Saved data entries
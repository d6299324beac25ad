//! Telemetry ring shared by the firmware and the emulator.
//!
//! Line transitions and supervisor events are stored with compact numeric
//! codes so they can be mirrored over a diagnostics channel. Line transitions
//! also carry the time since the previous transition, which makes pulse
//! widths directly readable from the log.

use core::fmt;

use heapless::{HistoryBuf, OldestOrdered};

use crate::lines::{LineAction, LineId};
use crate::supervisor::{EventSink, SupervisorEvent};

/// Identifier assigned to each recorded event.
pub type EventId = u32;

/// Total number of telemetry entries retained in memory.
pub const TELEMETRY_RING_CAPACITY: usize = 64;

/// Discriminated telemetry events.
#[derive(Copy, Clone, Debug, Eq, PartialEq)]
#[cfg_attr(feature = "defmt", derive(defmt::Format))]
pub enum TelemetryEvent {
    LineAsserted(LineId),
    LineReleased(LineId),
    Supervisor(SupervisorEvent),
    Custom(u16),
}

impl fmt::Display for TelemetryEvent {
    fn fmt(&self, f: &mut fmt::Formatter<'_>) -> fmt::Result {
        match self {
            TelemetryEvent::LineAsserted(line) => write!(f, "line-asserted {line:?}"),
            TelemetryEvent::LineReleased(line) => write!(f, "line-released {line:?}"),
            TelemetryEvent::Supervisor(event) => f.write_str(event.label()),
            TelemetryEvent::Custom(code) => write!(f, "custom({code})"),
        }
    }
}

impl TelemetryEvent {
    const LINE_ASSERT_BASE: u16 = 0x0000;
    const LINE_RELEASE_BASE: u16 = 0x0004;
    const SUPERVISOR_BASE: u16 = 0x0010;
    const SUPERVISOR_COUNT: u16 = 5;

    /// Encodes the event into a compact transport-friendly discriminant.
    #[must_use]
    pub const fn to_raw(self) -> u16 {
        match self {
            TelemetryEvent::LineAsserted(line) => Self::LINE_ASSERT_BASE + line.as_index() as u16,
            TelemetryEvent::LineReleased(line) => Self::LINE_RELEASE_BASE + line.as_index() as u16,
            TelemetryEvent::Supervisor(event) => Self::SUPERVISOR_BASE + supervisor_index(event),
            TelemetryEvent::Custom(code) => code,
        }
    }

    /// Decodes a raw discriminant, falling back to [`TelemetryEvent::Custom`].
    #[must_use]
    pub fn from_raw(code: u16) -> Self {
        match code {
            value if (Self::LINE_ASSERT_BASE..Self::LINE_RELEASE_BASE).contains(&value) => {
                LineId::from_index(usize::from(value - Self::LINE_ASSERT_BASE))
                    .map_or(TelemetryEvent::Custom(value), TelemetryEvent::LineAsserted)
            }
            value if (Self::LINE_RELEASE_BASE..Self::SUPERVISOR_BASE).contains(&value) => {
                LineId::from_index(usize::from(value - Self::LINE_RELEASE_BASE))
                    .map_or(TelemetryEvent::Custom(value), TelemetryEvent::LineReleased)
            }
            value
                if (Self::SUPERVISOR_BASE..Self::SUPERVISOR_BASE + Self::SUPERVISOR_COUNT)
                    .contains(&value) =>
            {
                supervisor_from_index(value - Self::SUPERVISOR_BASE)
                    .map_or(TelemetryEvent::Custom(value), TelemetryEvent::Supervisor)
            }
            other => TelemetryEvent::Custom(other),
        }
    }

    pub const fn for_line(line: LineId, action: LineAction) -> Self {
        match action {
            LineAction::AssertLow => TelemetryEvent::LineAsserted(line),
            LineAction::Release => TelemetryEvent::LineReleased(line),
        }
    }
}

/// Telemetry record stored in the ring buffer.
#[derive(Copy, Clone, Debug, PartialEq, Eq)]
#[cfg_attr(feature = "defmt", derive(defmt::Format))]
pub struct TelemetryRecord {
    pub id: EventId,
    pub at_ms: u32,
    pub event: TelemetryEvent,
    /// Milliseconds since the previous line transition, for line events.
    pub since_previous_ms: Option<u32>,
}

/// Records telemetry events into a fixed-size ring buffer.
pub struct TelemetryRecorder<const CAPACITY: usize = TELEMETRY_RING_CAPACITY> {
    ring: HistoryBuf<TelemetryRecord, CAPACITY>,
    last_transition_at: Option<u32>,
    next_event_id: EventId,
}

impl<const CAPACITY: usize> TelemetryRecorder<CAPACITY> {
    #[must_use]
    pub const fn new() -> Self {
        Self {
            ring: HistoryBuf::new(),
            last_transition_at: None,
            next_event_id: 0,
        }
    }

    /// Returns an iterator over the recorded telemetry in chronological order.
    pub fn oldest_first(&self) -> OldestOrdered<'_, TelemetryRecord> {
        self.ring.oldest_ordered()
    }

    pub fn latest(&self) -> Option<&TelemetryRecord> {
        self.ring.recent()
    }

    pub fn len(&self) -> usize {
        self.ring.len()
    }

    pub fn is_empty(&self) -> bool {
        self.ring.is_empty()
    }

    pub fn clear(&mut self) {
        self.ring.clear();
        self.last_transition_at = None;
    }

    /// Records a line transition and the time since the previous one.
    pub fn record_line_transition(&mut self, line: LineId, action: LineAction, at_ms: u32) -> EventId {
        let since = self
            .last_transition_at
            .map(|previous| at_ms.wrapping_sub(previous));
        self.last_transition_at = Some(at_ms);
        self.record(TelemetryEvent::for_line(line, action), at_ms, since)
    }

    pub fn record_supervisor_event(&mut self, event: SupervisorEvent, at_ms: u32) -> EventId {
        self.record(TelemetryEvent::Supervisor(event), at_ms, None)
    }

    pub fn record(
        &mut self,
        event: TelemetryEvent,
        at_ms: u32,
        since_previous_ms: Option<u32>,
    ) -> EventId {
        let id = self.next_event_id;
        self.next_event_id = self.next_event_id.wrapping_add(1);

        self.ring.write(TelemetryRecord {
            id,
            at_ms,
            event,
            since_previous_ms,
        });
        id
    }
}

impl<const CAPACITY: usize> Default for TelemetryRecorder<CAPACITY> {
    fn default() -> Self {
        Self::new()
    }
}

impl<const CAPACITY: usize> EventSink for TelemetryRecorder<CAPACITY> {
    fn emit(&mut self, event: SupervisorEvent, uptime_ms: u32) {
        self.record_supervisor_event(event, uptime_ms);
    }
}

const fn supervisor_index(event: SupervisorEvent) -> u16 {
    match event {
        SupervisorEvent::Heartbeat => 0,
        SupervisorEvent::FirstReset => 1,
        SupervisorEvent::SoftReset => 2,
        SupervisorEvent::HardReset => 3,
        SupervisorEvent::MovedToIdle => 4,
    }
}

fn supervisor_from_index(index: u16) -> Option<SupervisorEvent> {
    match index {
        0 => Some(SupervisorEvent::Heartbeat),
        1 => Some(SupervisorEvent::FirstReset),
        2 => Some(SupervisorEvent::SoftReset),
        3 => Some(SupervisorEvent::HardReset),
        4 => Some(SupervisorEvent::MovedToIdle),
        _ => None,
    }
}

» Work required
Exactly and without omission, set down every entry.

» Answer space
repository d6299324beac25ad
//! Telemetry ring shared by the firmware and the emulator.
//!
//! Line transitions and supervisor events are stored with compact numeric
//! codes so they can be mirrored over a diagnostics channel. Line transitions
//! also carry the time since the previous transition, which makes pulse
//! widths directly readable from the log.

use core::fmt;

use heapless::{HistoryBuf, OldestOrdered};

use crate::lines::{LineAction, LineId};
use crate::supervisor::{EventSink, SupervisorEvent};

/// Identifier assigned to each recorded event.
pub type EventId = u32;

/// Total number of telemetry entries retained in memory.
pub const TELEMETRY_RING_CAPACITY: usize = 64;

/// Discriminated telemetry events.
#[derive(Copy, Clone, Debug, Eq, PartialEq)]
#[cfg_attr(feature = "defmt", derive(defmt::Format))]
pub enum TelemetryEvent {
    LineAsserted(LineId),
    LineReleased(LineId),
    Supervisor(SupervisorEvent),
    Custom(u16),
}

impl fmt::Display for TelemetryEvent {
    fn fmt(&self, f: &mut fmt::Formatter<'_>) -> fmt::Result {
        match self {
            TelemetryEvent::LineAsserted(line) => write!(f, "line-asserted {line:?}"),
            TelemetryEvent::LineReleased(line) => write!(f, "line-released {line:?}"),
            TelemetryEvent::Supervisor(event) => f.write_str(event.label()),
            TelemetryEvent::Custom(code) => write!(f, "custom({code})"),
        }
    }
}

impl TelemetryEvent {
    const LINE_ASSERT_BASE: u16 = 0x0000;
    const LINE_RELEASE_BASE: u16 = 0x0004;
    const SUPERVISOR_BASE: u16 = 0x0010;
    const SUPERVISOR_COUNT: u16 = 5;

    /// Encodes the event into a compact transport-friendly discriminant.
    #[must_use]
    pub const fn to_raw(self) -> u16 {
        match self {
            TelemetryEvent::LineAsserted(line) => Self::LINE_ASSERT_BASE + line.as_index() as u16,
            TelemetryEvent::LineReleased(line) => Self::LINE_RELEASE_BASE + line.as_index() as u16,
            TelemetryEvent::Supervisor(event) => Self::SUPERVISOR_BASE + supervisor_index(event),
            TelemetryEvent::Custom(code) => code,
        }
    }

    /// Decodes a raw discriminant, falling back to [`TelemetryEvent::Custom`].
    #[must_use]
    pub fn from_raw(code: u16) -> Self {
        match code {
            value if (Self::LINE_ASSERT_BASE..Self::LINE_RELEASE_BASE).contains(&value) => {
                LineId::from_index(usize::from(value - Self::LINE_ASSERT_BASE))
                    .map_or(TelemetryEvent::Custom(value), TelemetryEvent::LineAsserted)
            }
            value if (Self::LINE_RELEASE_BASE..Self::SUPERVISOR_BASE).contains(&value) => {
                LineId::from_index(usize::from(value - Self::LINE_RELEASE_BASE))
                    .map_or(TelemetryEvent::Custom(value), TelemetryEvent::LineReleased)
            }
            value
                if (Self::SUPERVISOR_BASE..Self::SUPERVISOR_BASE + Self::SUPERVISOR_COUNT)
                    .contains(&value) =>
            {
                supervisor_from_index(value - Self::SUPERVISOR_BASE)
                    .map_or(TelemetryEvent::Custom(value), TelemetryEvent::Supervisor)
            }
            other => TelemetryEvent::Custom(other),
        }
    }

    pub const fn for_line(line: LineId, action: LineAction) -> Self {
        match action {
            LineAction::AssertLow => TelemetryEvent::LineAsserted(line),
            LineAction::Release => TelemetryEvent::LineReleased(line),
        }
    }
}

/// Telemetry record stored in the ring buffer.
#[derive(Copy, Clone, Debug, PartialEq, Eq)]
#[cfg_attr(feature = "defmt", derive(defmt::Format))]
pub struct TelemetryRecord {
    pub id: EventId,
    pub at_ms: u32,
    pub event: TelemetryEvent,
    /// Milliseconds since the previous line transition, for line events.
    pub since_previous_ms: Option<u32>,
}

/// Records telemetry events into a fixed-size ring buffer.
pub struct TelemetryRecorder<const CAPACITY: usize = TELEMETRY_RING_CAPACITY> {
    ring: HistoryBuf<TelemetryRecord, CAPACITY>,
    last_transition_at: Option<u32>,
    next_event_id: EventId,
}

impl<const CAPACITY: usize> TelemetryRecorder<CAPACITY> {
    #[must_use]
    pub const fn new() -> Self {
        Self {
            ring: HistoryBuf::new(),
            last_transition_at: None,
            next_event_id: 0,
        }
    }

    /// Returns an iterator over the recorded telemetry in chronological order.
    pub fn oldest_first(&self) -> OldestOrdered<'_, TelemetryRecord> {
        self.ring.oldest_ordered()
    }

    pub fn latest(&self) -> Option<&TelemetryRecord> {
        self.ring.recent()
    }

    pub fn len(&self) -> usize {
        self.ring.len()
    }

    pub fn is_empty(&self) -> bool {
        self.ring.is_empty()
    }

    pub fn clear(&mut self) {
        self.ring.clear();
        self.last_transition_at = None;
    }

    /// Records a line transition and the time since the previous one.
    pub fn record_line_transition(&mut self, line: LineId, action: LineAction, at_ms: u32) -> EventId {
        let since = self
            .last_transition_at
            .map(|previous| at_ms.wrapping_sub(previous));
        self.last_transition_at = Some(at_ms);
        self.record(TelemetryEvent::for_line(line, action), at_ms, since)
    }

    pub fn record_supervisor_event(&mut self, event: SupervisorEvent, at_ms: u32) -> EventId {
        self.record(TelemetryEvent::Supervisor(event), at_ms, None)
    }

    pub fn record(
        &mut self,
        event: TelemetryEvent,
        at_ms: u32,
        since_previous_ms: Option<u32>,
    ) -> EventId {
        let id = self.next_event_id;
        self.next_event_id = self.next_event_id.wrapping_add(1);

        self.ring.write(TelemetryRecord {
            id,
            at_ms,
            event,
            since_previous_ms,
        });
        id
    }
}

impl<const CAPACITY: usize> Default for TelemetryRecorder<CAPACITY> {
    fn default() -> Self {
        Self::new()
    }
}

impl<const CAPACITY: usize> EventSink for TelemetryRecorder<CAPACITY> {
    fn emit(&mut self, event: SupervisorEvent, uptime_ms: u32) {
        self.record_supervisor_event(event, uptime_ms);
    }
}

const fn supervisor_index(event: SupervisorEvent) -> u16 {
    match event {
        SupervisorEvent::Heartbeat => 0,
        SupervisorEvent::FirstReset => 1,
        SupervisorEvent::SoftReset => 2,
        SupervisorEvent::HardReset => 3,
        SupervisorEvent::MovedToIdle => 4,
    }
}

fn supervisor_from_index(index: u16) -> Option<SupervisorEvent> {
    match index {
        0 => Some(SupervisorEvent::Heartbeat),
        1 => Some(SupervisorEvent::FirstReset),
        2 => Some(SupervisorEvent::SoftReset),
        3 => Some(SupervisorEvent::HardReset),
        4 => Some(SupervisorEvent::MovedToIdle),
        _ => None,
    }
}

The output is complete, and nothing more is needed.